A major study that Ranadive and her team of the Satya Niketan (a voluntary organisation) of Ahmednagar undertook in 1989 was collection of data related to nutritional condition of tribal children in the Akola taluk of Ahmednagar district of Maharashtra.

Ranadive also provided advice to women in the rural villages near Rajpur and Ahmednagar on health and medical care through government sponsored projects under the aegis of the Indian Women Association.

==Awards and honours==
Ranadive was awarded the Padma Bhushan (India's third highest civilian award) for Medicine, in 1982. She was awarded the first Silver Jubilee Research Award 1964, of the Medical Council of India. This award included a gold medal and a cash award of ₹15000. She was also awarded the G. J. Watumull Foundation Prize for 1964 in microbiology.

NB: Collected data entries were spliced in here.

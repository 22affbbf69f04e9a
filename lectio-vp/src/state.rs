//! Shared playback state
//!
//! Thread-safe state shared between the engine, its background tasks, and
//! UI readers. Fields use RwLock for concurrent read access with rare
//! writes; state-transition events fan out over a broadcast channel.

use lectio_common::events::{LectioEvent, PlaybackState};
use lectio_common::ClipTiming;
use tokio::sync::{broadcast, RwLock};

/// Verse currently associated with playback (sounding, loading, or the
/// verse a stall happened on).
#[derive(Debug, Clone, PartialEq)]
pub struct CurrentVerse {
    pub chapter_id: String,
    pub verse_id: String,
}

/// Read-only view for UI consumers.
///
/// `timing` is the pull-model basis: combine it with the engine clock and
/// the current rate to compute progress; it survives pause untouched and is
/// cleared on stop.
#[derive(Debug, Clone)]
pub struct PlaybackSnapshot {
    pub state: PlaybackState,
    pub current: Option<CurrentVerse>,
    pub rate: f64,
    pub timing: Option<ClipTiming>,
}

/// Shared state accessible by all components
pub struct SharedState {
    playback_state: RwLock<PlaybackState>,
    current_verse: RwLock<Option<CurrentVerse>>,
    rate: RwLock<f64>,
    timing: RwLock<Option<ClipTiming>>,
    event_tx: broadcast::Sender<LectioEvent>,
}

impl SharedState {
    pub fn new(initial_rate: f64) -> Self {
        let (event_tx, _) = broadcast::channel(100);
        Self {
            playback_state: RwLock::new(PlaybackState::Idle),
            current_verse: RwLock::new(None),
            rate: RwLock::new(initial_rate),
            timing: RwLock::new(None),
            event_tx,
        }
    }

    /// Broadcast an event to all listeners (no receivers is fine)
    pub fn broadcast_event(&self, event: LectioEvent) {
        let _ = self.event_tx.send(event);
    }

    pub fn subscribe_events(&self) -> broadcast::Receiver<LectioEvent> {
        self.event_tx.subscribe()
    }

    pub async fn playback_state(&self) -> PlaybackState {
        *self.playback_state.read().await
    }

    /// Set playback state, returning the previous value.
    pub async fn set_playback_state(&self, state: PlaybackState) -> PlaybackState {
        std::mem::replace(&mut *self.playback_state.write().await, state)
    }

    pub async fn is_playing(&self) -> bool {
        *self.playback_state.read().await == PlaybackState::Playing
    }

    pub async fn is_loading(&self) -> bool {
        *self.playback_state.read().await == PlaybackState::Loading
    }

    pub async fn current_verse(&self) -> Option<CurrentVerse> {
        self.current_verse.read().await.clone()
    }

    pub async fn set_current_verse(&self, verse: Option<CurrentVerse>) {
        *self.current_verse.write().await = verse;
    }

    pub async fn rate(&self) -> f64 {
        *self.rate.read().await
    }

    pub async fn set_rate(&self, rate: f64) {
        *self.rate.write().await = rate;
    }

    pub async fn timing(&self) -> Option<ClipTiming> {
        *self.timing.read().await
    }

    pub async fn set_timing(&self, timing: Option<ClipTiming>) {
        *self.timing.write().await = timing;
    }

    pub async fn snapshot(&self) -> PlaybackSnapshot {
        PlaybackSnapshot {
            state: self.playback_state().await,
            current: self.current_verse().await,
            rate: self.rate().await,
            timing: self.timing().await,
        }
    }
}

impl Default for SharedState {
    fn default() -> Self {
        Self::new(1.0)
    }
}
//! Error types shared across Lectio crates
//!
//! Defines module-specific error types using thiserror for clear error
//! propagation.

use thiserror::Error;

/// Main error type for lectio-common
#[derive(Error, Debug)]
pub enum Error {
    /// Configuration file loading errors
    #[error("Configuration error: {0}")]
    Config(String),

    /// Corpus structure violations (empty chapters, duplicate verse ids)
    #[error("Corpus error: {0}")]
    Corpus(String),

    /// Missing verse or chapter
    #[error("Not found: {0}")]
    NotFound(String),

    /// File I/O errors
    #[error("File I/O error: {0}")]
    Io(#[from] std::io::Error),

    /// JSON serialization errors
    #[error("Serialization error: {0}")]
    Serde(#[from] serde_json::Error),

    /// Other errors
    #[error("Internal error: {0}")]
    Internal(String),
}

/// Convenience Result type using lectio-common Error
pub type Result<T> = std::result::Result<T, Error>;
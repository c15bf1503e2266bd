use pretty_assertions::assert_eq;

use crate::sse::SseDecoder;

#[test]
fn test_single_event() {
    let mut decoder = SseDecoder::new();
    let events = decoder.push(b"data: {\"a\":1}\n\n");
    assert_eq!(events, vec!["{\"a\":1}".to_string()]);
}

#[test]
fn test_event_split_across_reads() {
    let mut decoder = SseDecoder::new();
    assert!(decoder.push(b"data: {\"choices\":").is_empty());
    assert!(decoder.push(b"[]}\n").is_empty());
    assert_eq!(decoder.push(b"\ndata: [DONE]\n\n"), vec!["{\"choices\":[]}".to_string(), "[DONE]".to_string()]);
}

#[test]
fn test_multibyte_character_split_across_reads() {
    let mut decoder = SseDecoder::new();
    let bytes = "data: héllo\n\n".as_bytes();
    // Split inside the two-byte 'é'
    let split = "data: h".len() + 1;
    assert!(decoder.push(&bytes[..split]).is_empty());
    assert_eq!(decoder.push(&bytes[split..]), vec!["héllo".to_string()]);
}

#[test]
fn test_crlf_line_endings() {
    let mut decoder = SseDecoder::new();
    let events = decoder.push(b"data: one\r\n\r\ndata: two\r\n\r\n");
    assert_eq!(events, vec!["one".to_string(), "two".to_string()]);
}

#[test]
fn test_comments_and_other_fields_ignored() {
    let mut decoder = SseDecoder::new();
    let events = decoder.push(b": keep-alive\n\nevent: message\nid: 7\ndata: payload\n\n");
    assert_eq!(events, vec!["payload".to_string()]);
}

#[test]
fn test_multiline_data_joined() {
    let mut decoder = SseDecoder::new();
    let events = decoder.push(b"data: first\ndata: second\n\n");
    assert_eq!(events, vec!["first\nsecond".to_string()]);
}

#[test]
fn test_data_without_space() {
    let mut decoder = SseDecoder::new();
    assert_eq!(decoder.push(b"data:{}\n\n"), vec!["{}".to_string()]);
}

#[test]
fn test_finish_flushes_unterminated_event() {
    let mut decoder = SseDecoder::new();
    assert!(decoder.push(b"data: tail").is_empty());
    assert_eq!(decoder.finish(), Some("tail".to_string()));
    assert_eq!(decoder.finish(), None);
}

#[test]
fn test_finish_flushes_event_missing_blank_line() {
    let mut decoder = SseDecoder::new();
    assert!(decoder.push(b"data: almost\n").is_empty());
    assert_eq!(decoder.finish(), Some("almost".to_string()));
}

She was an Emeritus Medical Scientist of the Indian Council of Medical Research (ICMR).

Ranadive was honored with a Google Doodle on 8 November 2021, her 104th birthday.

==Papers published==
Ranadive published more than 200 scientific research papers on cancer and leprosy. Some of the papers are: (1) Betel quid chewing and oral cancer: Experimental studies on hamsters; (2) Effect of Urethan on Nucleic Acids; (3) Influence of splenectomy on the development of leukemia in male mice of the ICRC strain; (4) Characterisation of mammary tumour virus of strain ICRC mouse.